Sunday, April 23, 2017

Royce's Rough Road of Bad Decisions: Weary & Wary vs. Armed & Dangerous

April 23, 2017
   The question has been asked, why weren't the Oatmans more wary on that February day in 1851? And why didn't they put up more resistance to the Yavapai attackers they met on the rocky trail near Talking Rocks?

Daily Whip Out: "Royce's Rough Road of Bad Decisions"

  Yes, the Oatmans were wary, but they were also tired and discouraged. They had tried to cross the Gila River the night before, but their oxen were so weak they couldn't make it across, so the family camped on a spit of sand in the middle of the river and the water kept rising and putting out their meager fire. I don't think they got much sleep.  Royce Oatman allegedly cried for an hour in the wagon, probably admitting to his wife what a mistake he had made by pushing on alone from Maricopa Wells where they left behind the last two families who had been traveling with them.

   In the morning the Oatmans pulled themselves together and successfully made it across the river, but then they had to make it up the steep roadway to the bluff, where the rough wagon road, leaves the river bottom, and the jaded oxen couldn't make the grade, so most of the family (the mother, Mary Ann was eight months pregnant) had to unload the entire wagon and help push the wagon to the top, then walk back down the grade and bring up all the baggage and equipment, by hand. The oldest boy, Lorenzo, 14, was just putting the last of the luggage back in the wagon when the Indians walked up from behind them. 

The actual ridge, the Oatmans were trying to climb up on, February 18, 1851.

   So, yes, the Oatmans were wary but they were also weary and exhausted. When they saw the Indians approaching, Royce told the family not to panic. He had dealt with Indians before and everything would be alright. He would be nice to them and reason with them and they would go on their way.

   Of course, the raiding party must have spotted the extreme vulnerability of the party immediately (Royce's rifle was in the wagon and he probably didn't retrieve it for fear it would provoke them). As the Yavapais played their hand out, demanding more food, rudely mocking Royce's protestations, they kept pushing the situation farther and farther until, upon getting little or no resistance, they finally made their decision to strike.

J. Ross Browne's drawing of the Oatman graves in 1864, also depicting the road, in middle background, the doomed family had just climbed. The attack occurred on top of the bluff.

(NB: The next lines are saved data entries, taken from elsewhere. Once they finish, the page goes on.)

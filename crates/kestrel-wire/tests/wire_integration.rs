//! Transceiver-over-processor round trips: the full encode → frame →
//! dispatch → frame → decode path, in process.

use k256::SecretKey;
use kestrel_key_deriv::{Counterparty, Protocol, SecurityLevel};
use kestrel_wallet::{
    CreateHmacArgs, CreateSignatureArgs, DecryptArgs, EncryptArgs, GetPublicKeyArgs, ProtoWallet,
    VerifyHmacArgs, VerifySignatureArgs,
};
use kestrel_wire::{
    codes, Call, RequestFrame, WalletWire, WalletWireProcessor, WalletWireTransceiver, WireError,
};
use rand::rngs::OsRng;

fn tests_protocol() -> Protocol {
    Protocol::new(SecurityLevel::EveryAppAndCounterparty, "integration")
}

/// A transceiver talking to an in-process wallet.
fn wired_wallet(root: SecretKey) -> WalletWireTransceiver<WalletWireProcessor> {
    WalletWireTransceiver::new(WalletWireProcessor::new(ProtoWallet::new(root)))
}

#[test]
fn encrypt_and_decrypt_through_the_wire() {
    let user_key = SecretKey::random(&mut OsRng);
    let counterparty_key = SecretKey::random(&mut OsRng);
    let user = wired_wallet(user_key.clone());
    let counterparty = wired_wallet(counterparty_key.clone());

    let plaintext = b"wire round trip".to_vec();
    let sealed = user
        .encrypt(
            &EncryptArgs {
                protocol: tests_protocol(),
                key_id: "1".into(),
                counterparty: Counterparty::Other(counterparty_key.public_key()),
                plaintext: plaintext.clone(),
            },
            "example.com",
        )
        .unwrap();

    let opened = counterparty
        .decrypt(
            &DecryptArgs {
                protocol: tests_protocol(),
                key_id: "1".into(),
                counterparty: Counterparty::Other(user_key.public_key()),
                ciphertext: sealed.ciphertext,
            },
            "example.com",
        )
        .unwrap();

    assert_eq!(opened.plaintext, plaintext);
}

#[test]
fn sign_and_verify_through_the_wire() {
    let user_key = SecretKey::random(&mut OsRng);
    let counterparty_key = SecretKey::random(&mut OsRng);
    let user = wired_wallet(user_key.clone());
    let counterparty = wired_wallet(counterparty_key.clone());

    let signed = user
        .create_signature(
            &CreateSignatureArgs {
                protocol: tests_protocol(),
                key_id: "1".into(),
                counterparty: Counterparty::Other(counterparty_key.public_key()),
                data: b"signed over the wire".to_vec(),
                hash_to_directly_sign: None,
            },
            "",
        )
        .unwrap();

    let verified = counterparty
        .verify_signature(
            &VerifySignatureArgs {
                protocol: tests_protocol(),
                key_id: "1".into(),
                counterparty: Counterparty::Other(user_key.public_key()),
                data: b"signed over the wire".to_vec(),
                hash_to_directly_verify: None,
                signature: signed.signature,
                for_self: false,
            },
            "",
        )
        .unwrap();
    assert!(verified.valid);
}

#[test]
fn hmac_through_the_wire() {
    let root = SecretKey::random(&mut OsRng);
    let wallet = wired_wallet(root.clone());
    let own_key = Counterparty::Other(root.public_key());

    let created = wallet
        .create_hmac(
            &CreateHmacArgs {
                protocol: tests_protocol(),
                key_id: "1".into(),
                counterparty: own_key.clone(),
                data: b"mac me".to_vec(),
            },
            "",
        )
        .unwrap();

    let verified = wallet
        .verify_hmac(
            &VerifyHmacArgs {
                protocol: tests_protocol(),
                key_id: "1".into(),
                counterparty: own_key,
                data: b"mac me".to_vec(),
                hmac: created.hmac,
            },
            "",
        )
        .unwrap();
    assert!(verified.valid);
}

#[test]
fn identity_key_through_the_wire() {
    let root = SecretKey::random(&mut OsRng);
    let wallet = wired_wallet(root.clone());

    let result = wallet
        .get_public_key(
            &GetPublicKeyArgs {
                identity_key: true,
                ..Default::default()
            },
            "",
        )
        .unwrap();
    assert_eq!(result.public_key, root.public_key());
}

// Wallet failures must cross the wire as coded error frames.
#[test]
fn remote_errors_carry_codes_and_messages() {
    let wallet = wired_wallet(SecretKey::random(&mut OsRng));

    let error = wallet
        .encrypt(
            &EncryptArgs {
                protocol: Protocol::new(SecurityLevel::Silent, "x"),
                key_id: "1".into(),
                counterparty: Counterparty::Anyone,
                plaintext: vec![1],
            },
            "",
        )
        .unwrap_err();

    match error {
        WireError::Remote {
            code,
            message,
            stack,
        } => {
            assert_eq!(code, codes::PROTOCOL_TOO_SHORT);
            assert!(message.contains("5 characters or more"), "got {message:?}");
            assert!(stack.is_empty());
        }
        other => panic!("expected remote error, got {other:?}"),
    }
}

#[test]
fn missing_context_error_through_the_wire() {
    let wallet = wired_wallet(SecretKey::random(&mut OsRng));
    let error = wallet
        .get_public_key(&GetPublicKeyArgs::default(), "")
        .unwrap_err();
    assert!(matches!(
        error,
        WireError::Remote {
            code: codes::MISSING_CONTEXT,
            ..
        }
    ));
}

#[test]
fn unknown_call_fails_the_transmit() {
    let processor = WalletWireProcessor::new(ProtoWallet::new(SecretKey::random(&mut OsRng)));
    let frame = kestrel_wire::frame::write_request_frame(&RequestFrame {
        call: 200,
        originator: String::new(),
        params: Vec::new(),
    })
    .unwrap();
    assert_eq!(
        processor.transmit_to_wallet(&frame),
        Err(WireError::UnknownCall(200))
    );
}

#[test]
fn empty_message_fails_the_transmit() {
    let processor = WalletWireProcessor::new(ProtoWallet::new(SecretKey::random(&mut OsRng)));
    assert_eq!(
        processor.transmit_to_wallet(&[]),
        Err(WireError::TruncatedFrame)
    );
}

// A recognised call the proto-wallet does not serve is answered with an
// error frame, not a transmit failure.
#[test]
fn unserved_call_returns_unsupported_code() {
    let processor = WalletWireProcessor::new(ProtoWallet::new(SecretKey::random(&mut OsRng)));
    let frame = kestrel_wire::frame::write_request_frame(&RequestFrame {
        call: Call::CreateAction as u8,
        originator: String::new(),
        params: kestrel_wire::serializer::serialize_create_action_args(&Default::default()),
    })
    .unwrap();

    let response = processor.transmit_to_wallet(&frame).unwrap();
    match kestrel_wire::frame::read_result_frame(&response).unwrap() {
        kestrel_wire::ResultFrame::Error(error) => {
            assert_eq!(error.code, codes::UNSUPPORTED_CALL);
        }
        other => panic!("expected error frame, got {other:?}"),
    }
}

// Malformed params are answered with a coded error frame.
#[test]
fn malformed_params_return_coded_error() {
    let processor = WalletWireProcessor::new(ProtoWallet::new(SecretKey::random(&mut OsRng)));
    let frame = kestrel_wire::frame::write_request_frame(&RequestFrame {
        call: Call::Encrypt as u8,
        originator: String::new(),
        params: vec![0x07], // bad security level, nothing else
    })
    .unwrap();

    let response = processor.transmit_to_wallet(&frame).unwrap();
    match kestrel_wire::frame::read_result_frame(&response).unwrap() {
        kestrel_wire::ResultFrame::Error(error) => {
            assert_eq!(error.code, codes::INVALID_SECURITY_LEVEL);
        }
        other => panic!("expected error frame, got {other:?}"),
    }
}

Weary & Wary vs. Armed & Dangerous

   Two days prior to this, these same Indians tried to overpower the aforementioned Dr. LeConte ("Dr. Bugs") and Juan The Sonorian near the same spot and here is how Olive (actually Stratton, her ghost writer, for "Captivity of the Oatman Girls")) narrates what happened in that situation:

   "Dr. Lecount (sic). . .camped about thirty miles ahead of us, turned his horses into a small valley hemmed in by high mountains, and with his guide slept until about daybreak. Just as the day was breaking and preparations were being made to gather up for a ride to the fort (Yuma) that day, twelve Indians suddenly emerged from behind a bluff hill near by and entered his camp."

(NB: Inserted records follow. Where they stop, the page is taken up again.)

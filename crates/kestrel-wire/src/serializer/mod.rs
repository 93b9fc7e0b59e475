//! Per-operation argument and result serializers.
//!
//! Every `serialize_*`/`deserialize_*` pair is symmetric: decoding the
//! encoder's output reproduces the input structure, and unknown tail bytes
//! are an error. Argument fields are varint-delimited; single-payload
//! results are the raw payload bytes, with the frame-level status byte as
//! the only error channel.

pub mod create_action;
pub mod create_hmac;
pub mod create_signature;
pub mod decrypt;
pub mod encrypt;
pub mod get_public_key;
mod key_params;
pub mod verify_hmac;
pub mod verify_signature;

pub use create_action::{
    deserialize_create_action_args, deserialize_create_action_result, serialize_create_action_args,
    serialize_create_action_result,
};
pub use create_hmac::{
    deserialize_create_hmac_args, deserialize_create_hmac_result, serialize_create_hmac_args,
    serialize_create_hmac_result,
};
pub use create_signature::{
    deserialize_create_signature_args, deserialize_create_signature_result,
    serialize_create_signature_args, serialize_create_signature_result,
};
pub use decrypt::{
    deserialize_decrypt_args, deserialize_decrypt_result, serialize_decrypt_args,
    serialize_decrypt_result,
};
pub use encrypt::{
    deserialize_encrypt_args, deserialize_encrypt_result, serialize_encrypt_args,
    serialize_encrypt_result,
};
pub use get_public_key::{
    deserialize_get_public_key_args, deserialize_get_public_key_result,
    serialize_get_public_key_args, serialize_get_public_key_result,
};
pub use verify_hmac::{
    deserialize_verify_hmac_args, deserialize_verify_hmac_result, serialize_verify_hmac_args,
    serialize_verify_hmac_result,
};
pub use verify_signature::{
    deserialize_verify_signature_args, deserialize_verify_signature_result,
    serialize_verify_signature_args, serialize_verify_signature_result,
};
//! `verifyHmac` argument and result serializers.

use kestrel_wallet::{VerifyHmacArgs, VerifyHmacResult};

use super::key_params::{decode_key_params, encode_key_params};
use crate::{
    buf::{Reader, Writer},
    error::WireError,
};

/// Encode `verifyHmac` arguments.
pub fn serialize_verify_hmac_args(args: &VerifyHmacArgs) -> Vec<u8> {
    let mut writer = Writer::new();
    encode_key_params(&mut writer, &args.protocol, &args.key_id, &args.counterparty);
    writer.write_varint_bytes(&args.data);
    writer.write_bytes(&args.hmac);
    writer.into_bytes()
}

/// Decode `verifyHmac` arguments.
pub fn deserialize_verify_hmac_args(data: &[u8]) -> Result<VerifyHmacArgs, WireError> {
    let mut reader = Reader::new(data);
    let (protocol, key_id, counterparty) = decode_key_params(&mut reader)?;
    let data = reader.read_varint_bytes()?;
    let hmac = reader.read_array::<32>()?;
    reader.expect_end()?;
    Ok(VerifyHmacArgs {
        protocol,
        key_id,
        counterparty,
        data,
        hmac,
    })
}

/// Encode a `verifyHmac` result: one byte, `1` when the tag matched.
pub fn serialize_verify_hmac_result(result: &VerifyHmacResult) -> Vec<u8> {
    vec![u8::from(result.valid)]
}

/// Decode a `verifyHmac` result.
pub fn deserialize_verify_hmac_result(data: &[u8]) -> Result<VerifyHmacResult, WireError> {
    let mut reader = Reader::new(data);
    let valid = reader.read_byte()? == 1;
    reader.expect_end()?;
    Ok(VerifyHmacResult { valid })
}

   Notice, like with the Oatmans, the raiders simply walked into their camp, unlike in the movies where arrows fly and the raiders invariably launch a ferocious and stealthy surprise attack.

   "Dr. Lecount, taken by surprise by the presence of these unexpected visitants, seized his arms, and with his guide kept a close eye upon their movements, which he soon discovered wore a suspicious appearance. One of the Indians would draw the doctor into a conversation, which they held in the Mexican tongue; during which others of the band would with an air of carelessness edge about, encircling the doctor and his guide, until in a few moments, despite their friendly professions, their treacherous intentions were plainly read."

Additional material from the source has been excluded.